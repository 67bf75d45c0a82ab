use std::fs;
use std::io::Cursor;
use std::net::ToSocketAddrs;
use std::path::{Component, Path, PathBuf};

use anyhow::{Context, Result, bail};
use percent_encoding::percent_decode_str;
use tiny_http::{Header, Response, Server};

use crate::cli::ServeArgs;
use penmark::build::OUTPUT_DIR;
use penmark::config::{CONFIG_FILE, Config, missing_output_hint};

use super::resolve_project_root;

const JSON_CACHE: &str = "public, max-age=0, must-revalidate";
const IMAGE_CACHE: &str = "public, max-age=31536000, immutable";
const NO_STORE: &str = "no-store, max-age=0";

pub fn run_serve_command(args: ServeArgs) -> Result<()> {
    let root = resolve_project_root(args.root.as_deref())?;
    let config = Config::load(root.join(CONFIG_FILE))?;
    let output_root = root.join(OUTPUT_DIR);
    if !output_root.is_dir() {
        bail!(
            "{} does not exist; {}",
            output_root.display(),
            missing_output_hint(&root)
        );
    }
    let rules = HeaderRules::from_config(&config);

    let address = format!("{}:{}", args.host, args.port);
    let listener_addr = address
        .to_socket_addrs()
        .context("invalid host/port combination")?
        .next()
        .context("failed to resolve server address")?;
    println!(
        "penmark serving {} at http://{}:{}",
        output_root.display(),
        listener_addr.ip(),
        listener_addr.port()
    );

    let server = Server::http(listener_addr)
        .map_err(|err| anyhow::anyhow!("failed to start HTTP server: {err}"))?;

    for request in server.incoming_requests() {
        let url = request.url().to_string();
        let path = url.split('?').next().unwrap_or("");
        let response = serve_path(&output_root, path, &rules);
        if args.verbose {
            println!(
                "[penmark::serve] {} {} -> {}",
                request.method(),
                url,
                response.status_code().0
            );
        }
        if let Err(err) = request.respond(response) {
            eprintln!("[penmark::serve] respond error: {err}");
        }
    }

    Ok(())
}

/// Maps output paths to the caching headers they are deployed with.
#[derive(Debug, Clone, PartialEq, Eq)]
pub(crate) struct HeaderRules {
    json_assets: Vec<String>,
    image_dir: String,
}

#[derive(Debug, Clone, PartialEq, Eq)]
pub(crate) struct ResponseHeaders {
    pub(crate) content_type: String,
    pub(crate) cache_control: &'static str,
}

impl HeaderRules {
    pub(crate) fn from_config(config: &Config) -> Self {
        Self {
            json_assets: vec![
                trim_slashes(&config.search.asset_path),
                trim_slashes(&config.stats.asset_path),
            ],
            image_dir: trim_slashes(&config.og.output_dir),
        }
    }

    /// `relative` is a `/`-separated path below the output root.
    pub(crate) fn headers_for(&self, relative: &str) -> ResponseHeaders {
        if self.json_assets.iter().any(|asset| asset == relative) {
            return ResponseHeaders {
                content_type: "application/json; charset=utf-8".to_string(),
                cache_control: JSON_CACHE,
            };
        }
        let in_image_dir = relative
            .strip_prefix(self.image_dir.as_str())
            .is_some_and(|rest| rest.starts_with('/'));
        if in_image_dir && relative.to_ascii_lowercase().ends_with(".png") {
            return ResponseHeaders {
                content_type: "image/png".to_string(),
                cache_control: IMAGE_CACHE,
            };
        }
        let mime = mime_guess::from_path(relative).first_or_octet_stream();
        let content_type = if mime.type_() == mime_guess::mime::TEXT {
            format!("{}; charset=utf-8", mime.essence_str())
        } else {
            mime.essence_str().to_string()
        };
        ResponseHeaders {
            content_type,
            cache_control: NO_STORE,
        }
    }
}

fn trim_slashes(value: &str) -> String {
    value.trim_matches('/').to_string()
}

fn serve_path(output_root: &Path, raw_path: &str, rules: &HeaderRules) -> Response<Cursor<Vec<u8>>> {
    match resolve_path(output_root, raw_path) {
        Ok(resolved) => {
            if !resolved.is_file() {
                return not_found();
            }
            match fs::read(&resolved) {
                Ok(bytes) => {
                    let relative = relative_key(output_root, &resolved);
                    let headers = rules.headers_for(&relative);
                    let mut response = Response::from_data(bytes);
                    add_header(&mut response, "Content-Type", &headers.content_type);
                    add_header(&mut response, "Cache-Control", headers.cache_control);
                    response
                }
                Err(err) => internal_error(err.to_string()),
            }
        }
        Err(err) => {
            eprintln!("[penmark::serve] path resolution error: {err}");
            forbidden()
        }
    }
}

fn resolve_path(output_root: &Path, raw_path: &str) -> Result<PathBuf> {
    let path = raw_path.strip_prefix('/').unwrap_or(raw_path);
    let decoded = percent_decode_str(path)
        .decode_utf8()
        .context("failed to decode URL path")?;
    let mut safe = PathBuf::new();
    for component in Path::new(decoded.as_ref()).components() {
        match component {
            Component::Normal(part) => safe.push(part),
            Component::CurDir => {}
            _ => bail!("invalid path component in {raw_path}"),
        }
    }
    let candidate = output_root.join(&safe);
    if candidate.is_dir() {
        Ok(candidate.join("index.html"))
    } else {
        Ok(candidate)
    }
}

fn relative_key(output_root: &Path, resolved: &Path) -> String {
    resolved
        .strip_prefix(output_root)
        .unwrap_or(resolved)
        .components()
        .map(|component| component.as_os_str().to_string_lossy())
        .collect::<Vec<_>>()
        .join("/")
}

fn not_found() -> Response<Cursor<Vec<u8>>> {
    Response::from_string("Not Found").with_status_code(404)
}

fn forbidden() -> Response<Cursor<Vec<u8>>> {
    Response::from_string("Forbidden").with_status_code(403)
}

fn internal_error(message: String) -> Response<Cursor<Vec<u8>>> {
    Response::from_string(message).with_status_code(500)
}

fn add_header(response: &mut Response<Cursor<Vec<u8>>>, key: &str, value: &str) {
    if let Ok(header) = Header::from_bytes(key.as_bytes(), value.as_bytes()) {
        response.add_header(header);
    }
}
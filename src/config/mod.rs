mod date_format;
mod model;
mod og;
mod project;
mod search;
mod tags;
mod timezone;

// Re-export public items
pub use model::{Config, MarkdownConfig};
pub use og::OgConfig;
pub use project::{CONFIG_FILE, find_project_root, is_project_root, missing_output_hint};
pub use search::{SearchConfig, StatsConfig};
pub use tags::TagConfig;
pub use timezone::parse_timezone;
use richtext_core::{
    Document, Editor, EditorError, MarkKind, MarkValue, Node, PluginRegistry, Point, Selection,
};

fn editor_with(doc: Document, anchor: (&[usize], usize), focus: (&[usize], usize)) -> Editor {
    let selection = Selection::new(
        Point::new(anchor.0.to_vec(), anchor.1),
        Point::new(focus.0.to_vec(), focus.1),
    );
    Editor::new(doc, selection, PluginRegistry::richtext()).unwrap()
}

fn runs(editor: &Editor, block: usize, mark: MarkKind) -> Vec<(String, bool)> {
    let Node::Element(el) = &editor.doc().children[block] else {
        panic!("expected element block");
    };
    el.children
        .iter()
        .map(|n| match n {
            Node::Text(t) => (t.text.clone(), t.marks.is_active(mark)),
            Node::Element(_) => panic!("expected leaf"),
        })
        .collect()
}

#[test]
fn italic_on_substring_splits_into_three_runs() {
    let doc = Document::new(vec![Node::paragraph("hello")]);
    let mut editor = editor_with(doc, (&[0, 0], 1), (&[0, 0], 4));

    editor.toggle_mark(MarkKind::Italic).unwrap();

    assert_eq!(
        runs(&editor, 0, MarkKind::Italic),
        vec![
            ("h".to_string(), false),
            ("ell".to_string(), true),
            ("o".to_string(), false),
        ]
    );
    assert!(editor.is_mark_active(MarkKind::Italic));
    assert_eq!(editor.history().undo_len(), 1);
}

#[test]
fn toggling_twice_restores_unmarked_runs() {
    let doc = Document::new(vec![Node::paragraph("hello")]);
    let mut editor = editor_with(doc.clone(), (&[0, 0], 1), (&[0, 0], 4));

    editor.toggle_mark(MarkKind::Italic).unwrap();
    editor.toggle_mark(MarkKind::Italic).unwrap();

    assert_eq!(editor.doc(), &doc);
    assert_eq!(
        editor.selection(),
        &Selection::new(Point::new(vec![0, 0], 1), Point::new(vec![0, 0], 4))
    );
}

#[test]
fn backward_selection_keeps_its_direction() {
    let doc = Document::new(vec![Node::paragraph("abcde")]);
    let mut editor = editor_with(doc, (&[0, 0], 3), (&[0, 0], 1));

    editor.toggle_mark(MarkKind::Bold).unwrap();

    assert_eq!(
        runs(&editor, 0, MarkKind::Bold),
        vec![
            ("a".to_string(), false),
            ("bc".to_string(), true),
            ("de".to_string(), false),
        ]
    );
    let selection = editor.selection();
    assert!(selection.focus.is_before(&selection.anchor));
}

#[test]
fn mark_spanning_blocks_touches_only_selected_text() {
    let doc = Document::new(vec![Node::paragraph("one"), Node::paragraph("two")]);
    let mut editor = editor_with(doc, (&[0, 0], 2), (&[1, 0], 1));

    editor.toggle_mark(MarkKind::Underline).unwrap();

    assert_eq!(
        runs(&editor, 0, MarkKind::Underline),
        vec![("on".to_string(), false), ("e".to_string(), true)]
    );
    assert_eq!(
        runs(&editor, 1, MarkKind::Underline),
        vec![("t".to_string(), true), ("wo".to_string(), false)]
    );
}

#[test]
fn partially_marked_range_is_not_active_and_toggles_on() {
    let doc = Document::new(vec![Node::paragraph("abcdef")]);
    let mut editor = editor_with(doc, (&[0, 0], 0), (&[0, 0], 3));
    editor.toggle_mark(MarkKind::Bold).unwrap();

    editor
        .set_selection(Selection::new(
            Point::new(vec![0, 0], 1),
            Point::new(vec![0, 1], 2),
        ))
        .unwrap();
    assert!(!editor.is_mark_active(MarkKind::Bold));

    editor.toggle_mark(MarkKind::Bold).unwrap();
    assert_eq!(
        runs(&editor, 0, MarkKind::Bold),
        vec![("abcde".to_string(), true), ("f".to_string(), false)]
    );
}

#[test]
fn caret_toggle_holds_mark_for_next_text() {
    let mut editor = Editor::with_richtext_plugins();

    editor.toggle_mark(MarkKind::Bold).unwrap();
    assert!(editor.is_mark_active(MarkKind::Bold));
    assert!(!editor.can_undo());
    assert_eq!(editor.doc(), &Document::default());

    editor.insert_text("hi").unwrap();
    assert_eq!(runs(&editor, 0, MarkKind::Bold), vec![("hi".to_string(), true)]);
    assert!(editor.pending_marks().is_none());
    assert!(editor.is_mark_active(MarkKind::Bold));

    editor.insert_text("!").unwrap();
    assert_eq!(runs(&editor, 0, MarkKind::Bold), vec![("hi!".to_string(), true)]);
    assert_eq!(editor.selection().focus, Point::new(vec![0, 0], 3));
}

#[test]
fn held_mark_splits_existing_run() {
    let doc = Document::new(vec![Node::paragraph("abcd")]);
    let mut editor = editor_with(doc, (&[0, 0], 2), (&[0, 0], 2));

    editor.toggle_mark(MarkKind::Italic).unwrap();
    editor.insert_text("X").unwrap();

    assert_eq!(
        runs(&editor, 0, MarkKind::Italic),
        vec![
            ("ab".to_string(), false),
            ("X".to_string(), true),
            ("cd".to_string(), false),
        ]
    );
    assert_eq!(editor.selection().focus, Point::new(vec![0, 1], 1));
}

#[test]
fn caret_toggle_twice_clears_held_mark() {
    let mut editor = Editor::with_richtext_plugins();
    editor.toggle_mark(MarkKind::Bold).unwrap();
    editor.toggle_mark(MarkKind::Bold).unwrap();
    assert!(!editor.is_mark_active(MarkKind::Bold));

    editor.insert_text("x").unwrap();
    assert_eq!(runs(&editor, 0, MarkKind::Bold), vec![("x".to_string(), false)]);
}

#[test]
fn moving_the_caret_drops_held_marks() {
    let mut editor = Editor::with_richtext_plugins();
    editor.toggle_mark(MarkKind::Bold).unwrap();
    editor
        .set_selection(Selection::collapsed(Point::new(vec![0, 0], 0)))
        .unwrap();
    assert!(editor.pending_marks().is_none());
    assert!(!editor.is_mark_active(MarkKind::Bold));
}

#[test]
fn value_marks_are_set_and_read_back() {
    let doc = Document::new(vec![Node::paragraph("sized")]);
    let mut editor = editor_with(doc, (&[0, 0], 0), (&[0, 0], 5));

    editor
        .set_mark(MarkKind::FontSize, MarkValue::Size(18))
        .unwrap();
    editor
        .set_mark(MarkKind::FontFamily, MarkValue::Text("Georgia".into()))
        .unwrap();

    assert_eq!(editor.mark_value(MarkKind::FontSize), Some(MarkValue::Size(18)));
    assert_eq!(
        editor.mark_value(MarkKind::FontFamily),
        Some(MarkValue::Text("Georgia".into()))
    );
    assert!(editor.is_mark_active(MarkKind::FontSize));

    editor.unset_mark(MarkKind::FontSize).unwrap();
    assert_eq!(editor.mark_value(MarkKind::FontSize), None);
    assert_eq!(editor.history().undo_len(), 3);
}

#[test]
fn value_mark_toggle_without_value_is_rejected() {
    let doc = Document::new(vec![Node::paragraph("text")]);
    let mut editor = editor_with(doc.clone(), (&[0, 0], 0), (&[0, 0], 4));

    let err = editor.toggle_mark(MarkKind::Color).unwrap_err();
    assert!(matches!(err, EditorError::InvalidArgs { .. }));

    let err = editor
        .set_mark(MarkKind::Bold, MarkValue::Text("x".into()))
        .unwrap_err();
    assert!(matches!(err, EditorError::InvalidArgs { .. }));

    assert_eq!(editor.doc(), &doc);
    assert!(!editor.can_undo());
}

#[test]
fn active_color_toggles_off() {
    let doc = Document::new(vec![Node::paragraph("red")]);
    let mut editor = editor_with(doc.clone(), (&[0, 0], 0), (&[0, 0], 3));

    editor
        .set_mark(MarkKind::Color, MarkValue::Text("#ff0000".into()))
        .unwrap();
    editor.toggle_mark(MarkKind::Color).unwrap();
    assert_eq!(editor.doc(), &doc);
}
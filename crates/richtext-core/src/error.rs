use thiserror::Error;

use crate::path::PathError;

#[derive(Debug, Clone, PartialEq, Eq, Error)]
pub enum EditorError {
    #[error(transparent)]
    Path(#[from] PathError),

    #[error("Structural error: {0}")]
    Structural(String),

    /// Nothing to act on. Benign: the tree is untouched and history is unchanged.
    #[error("Nothing to do: {0}")]
    NoOp(String),

    #[error("Unknown command: {0}")]
    UnknownCommand(String),

    #[error("Unknown query: {0}")]
    UnknownQuery(String),

    #[error("Invalid arguments for {command}: {reason}")]
    InvalidArgs { command: String, reason: String },

    #[error("Normalization did not converge after {0} passes")]
    NormalizeDidNotConverge(usize),
}

impl EditorError {
    pub fn structural(message: impl Into<String>) -> Self {
        EditorError::Structural(message.into())
    }

    pub fn no_op(message: impl Into<String>) -> Self {
        EditorError::NoOp(message.into())
    }

    pub fn invalid_args(command: impl Into<String>, reason: impl Into<String>) -> Self {
        EditorError::InvalidArgs {
            command: command.into(),
            reason: reason.into(),
        }
    }

    pub fn is_no_op(&self) -> bool {
        matches!(self, EditorError::NoOp(_))
    }
}

pub type Result<T> = std::result::Result<T, EditorError>;
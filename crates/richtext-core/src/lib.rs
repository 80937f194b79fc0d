mod commands;
mod config;
mod core;
mod error;
mod history;
mod keys;
mod node;
mod normalize;
mod ops;
pub mod path;
mod plugin;
pub mod query;
mod render;
mod schema;
mod transforms;

pub use crate::config::*;
pub use crate::core::*;
pub use crate::error::*;
pub use crate::history::*;
pub use crate::keys::*;
pub use crate::node::*;
pub use crate::normalize::*;
pub use crate::ops::*;
pub use crate::path::{Path, PathError};
pub use crate::plugin::*;
pub use crate::render::*;
pub use crate::schema::*;
pub use crate::transforms::*;
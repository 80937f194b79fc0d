use crate::node::{Document, ElementKind, ElementNode, ElementProps, Node, Point, Selection};
use crate::ops::{ElementPatch, Field, Op, PropsPatch};
use crate::path::{self, Path};

/// A repair rule. `run` reports the ops that bring `doc` closer to canonical
/// form, computed against `doc` as given; an empty result means the rule is
/// satisfied. Ops are applied in order, so later ops must account for
/// earlier ones.
pub trait NormalizePass: Send + Sync {
    fn id(&self) -> &'static str;
    fn run(&self, doc: &Document) -> Vec<Op>;
}

fn for_each_element(doc: &Document, mut f: impl FnMut(&Path, &ElementNode)) {
    fn walk(children: &[Node], path: &mut Path, f: &mut dyn FnMut(&Path, &ElementNode)) {
        for (ix, node) in children.iter().enumerate() {
            let Node::Element(el) = node else {
                continue;
            };
            path.push(ix);
            f(path, el);
            walk(&el.children, path, f);
            path.pop();
        }
    }

    walk(&doc.children, &mut Vec::new(), &mut f);
}

pub struct EnsureNonEmptyDocument;

impl NormalizePass for EnsureNonEmptyDocument {
    fn id(&self) -> &'static str {
        "core.ensure_non_empty_document"
    }

    fn run(&self, doc: &Document) -> Vec<Op> {
        if doc.children.is_empty() {
            return vec![Op::InsertNode {
                path: vec![0],
                node: Node::paragraph(""),
            }];
        }
        Vec::new()
    }
}

/// Top-level leaves get a paragraph around them.
pub struct WrapStrayLeaves;

impl NormalizePass for WrapStrayLeaves {
    fn id(&self) -> &'static str {
        "core.wrap_stray_leaves"
    }

    fn run(&self, doc: &Document) -> Vec<Op> {
        doc.children
            .iter()
            .enumerate()
            .rev()
            .filter(|(_, node)| matches!(node, Node::Text(_)))
            .map(|(ix, _)| Op::WrapNodes {
                path: vec![ix],
                count: 1,
                wrapper: ElementProps::of_kind(ElementKind::Paragraph),
            })
            .collect()
    }
}

/// Text blocks always hold a leaf; lists that lost every item go away.
pub struct EnsureBlocksHaveContent;

impl NormalizePass for EnsureBlocksHaveContent {
    fn id(&self) -> &'static str {
        "core.ensure_blocks_have_content"
    }

    fn run(&self, doc: &Document) -> Vec<Op> {
        let mut inserts = Vec::new();
        let mut removals = Vec::new();
        for_each_element(doc, |path, el| {
            if !el.children.is_empty() {
                return;
            }
            if el.kind.is_text_block() {
                inserts.push(Op::InsertNode {
                    path: path::child(path, 0),
                    node: Node::text(""),
                });
            } else {
                removals.push(Op::RemoveNode { path: path.clone() });
            }
        });
        removals.reverse();
        inserts.extend(removals);
        inserts
    }
}

/// `checked` only on checklist items (and always there), `align` only on
/// kinds that render it.
pub struct NormalizeBlockAttrs;

impl NormalizePass for NormalizeBlockAttrs {
    fn id(&self) -> &'static str {
        "core.normalize_block_attrs"
    }

    fn run(&self, doc: &Document) -> Vec<Op> {
        let mut ops = Vec::new();
        for_each_element(doc, |path, el| {
            let mut patch = ElementPatch::default();
            match (el.kind, el.checked) {
                (ElementKind::ChecklistItem, None) => patch.checked = Some(Field::Set(false)),
                (ElementKind::ChecklistItem, Some(_)) | (_, None) => {}
                (_, Some(_)) => patch.checked = Some(Field::Clear),
            }
            if el.align.is_some() && !el.kind.supports_align() {
                patch.align = Some(Field::Clear);
            }
            if !patch.is_empty() {
                ops.push(Op::SetNodeProperties {
                    path: path.clone(),
                    patch: PropsPatch::Element(patch),
                });
            }
        });
        ops
    }
}

/// Empty leaves are dropped from blocks that have other leaves. A block of
/// nothing but empty leaves keeps its first one.
pub struct RemoveEmptyLeaves;

impl NormalizePass for RemoveEmptyLeaves {
    fn id(&self) -> &'static str {
        "core.remove_empty_leaves"
    }

    fn run(&self, doc: &Document) -> Vec<Op> {
        let mut ops = Vec::new();
        for_each_element(doc, |path, el| {
            if !el.kind.is_text_block() || el.children.len() < 2 {
                return;
            }
            let empty: Vec<usize> = el
                .children
                .iter()
                .enumerate()
                .filter(|(_, n)| n.as_text().is_some_and(|t| t.text.is_empty()))
                .map(|(ix, _)| ix)
                .collect();
            let keep_first = empty.len() == el.children.len();
            for &ix in empty.iter().skip(keep_first as usize).rev() {
                ops.push(Op::RemoveNode {
                    path: path::child(path, ix),
                });
            }
        });
        ops
    }
}

/// Neighbouring leaves with the same effective marks become one leaf.
pub struct MergeAdjacentTextLeaves;

impl NormalizePass for MergeAdjacentTextLeaves {
    fn id(&self) -> &'static str {
        "core.merge_adjacent_text_leaves"
    }

    fn run(&self, doc: &Document) -> Vec<Op> {
        let mut ops = Vec::new();
        for_each_element(doc, |path, el| {
            if !el.kind.is_text_block() {
                return;
            }
            for ix in (1..el.children.len()).rev() {
                let (Node::Text(left), Node::Text(right)) = (&el.children[ix - 1], &el.children[ix])
                else {
                    continue;
                };
                if left.marks.resolved() != right.marks.resolved() {
                    continue;
                }
                ops.push(Op::MergeNode {
                    path: path::child(path, ix),
                    position: left.text.len(),
                    properties: el.children[ix].props(),
                });
            }
        });
        ops
    }
}

/// Move a point onto the nearest live leaf, clamping its offset into the
/// leaf's text and down to a char boundary.
pub fn clamp_point(doc: &Document, point: &Point) -> Option<Point> {
    if doc.children.is_empty() {
        return None;
    }

    let mut resolved: Path = Vec::new();
    let mut children: &[Node] = &doc.children;
    let mut offset = point.offset;
    for (depth, &wanted) in point.path.iter().enumerate() {
        if children.is_empty() {
            break;
        }
        let ix = wanted.min(children.len() - 1);
        if ix < wanted {
            offset = usize::MAX;
        }
        resolved.push(ix);
        match &children[ix] {
            Node::Text(t) => {
                let mut offset = offset.min(t.text.len());
                while !t.text.is_char_boundary(offset) {
                    offset -= 1;
                }
                return Some(Point::new(resolved, offset));
            }
            Node::Element(el) => children = &el.children,
        }
        if depth + 1 == point.path.len() {
            break;
        }
    }

    let leaf = if offset == usize::MAX {
        doc.last_leaf_path(&resolved).ok()?
    } else {
        doc.first_leaf_path(&resolved).ok()?
    };
    let len = doc.leaf(&leaf).ok()?.text.len();
    let offset = if offset == usize::MAX { len } else { 0 };
    Some(Point::new(leaf, offset))
}

pub fn clamp_selection(doc: &Document, selection: &Selection) -> Option<Selection> {
    let anchor = clamp_point(doc, &selection.anchor)
        .or_else(|| clamp_point(doc, &selection.focus))
        .or_else(|| doc.start_point())?;
    let focus = clamp_point(doc, &selection.focus).unwrap_or_else(|| anchor.clone());
    Some(Selection::new(anchor, focus))
}
use serde::{Deserialize, Serialize};

#[derive(Debug, Clone, PartialEq, Eq, Serialize, Deserialize)]
#[serde(default)]
pub struct EditorConfig {
    /// Oldest entries are dropped past this many.
    pub max_undo: usize,
    pub max_normalize_iterations: usize,
}

impl Default for EditorConfig {
    fn default() -> Self {
        Self {
            max_undo: 200,
            max_normalize_iterations: 100,
        }
    }
}

impl EditorConfig {
    /// Missing or zero fields take their defaults.
    pub fn from_json_str(json: &str) -> serde_json::Result<Self> {
        serde_json::from_str::<Self>(json).map(Self::with_defaults)
    }

    pub fn with_defaults(mut self) -> Self {
        let defaults = Self::default();
        if self.max_undo == 0 {
            self.max_undo = defaults.max_undo;
        }
        if self.max_normalize_iterations == 0 {
            self.max_normalize_iterations = defaults.max_normalize_iterations;
        }
        self
    }

    pub fn max_undo(mut self, max_undo: usize) -> Self {
        self.max_undo = max_undo;
        self
    }

    pub fn max_normalize_iterations(mut self, iterations: usize) -> Self {
        self.max_normalize_iterations = iterations;
        self
    }
}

(EXERCISE GOAL):
Search the material above for the string "collect", and copy every line in which it turns up.

(EXPECTED ANSWER):
        .collect::<Vec<_>>()
        .collect()
            .collect()
                .collect();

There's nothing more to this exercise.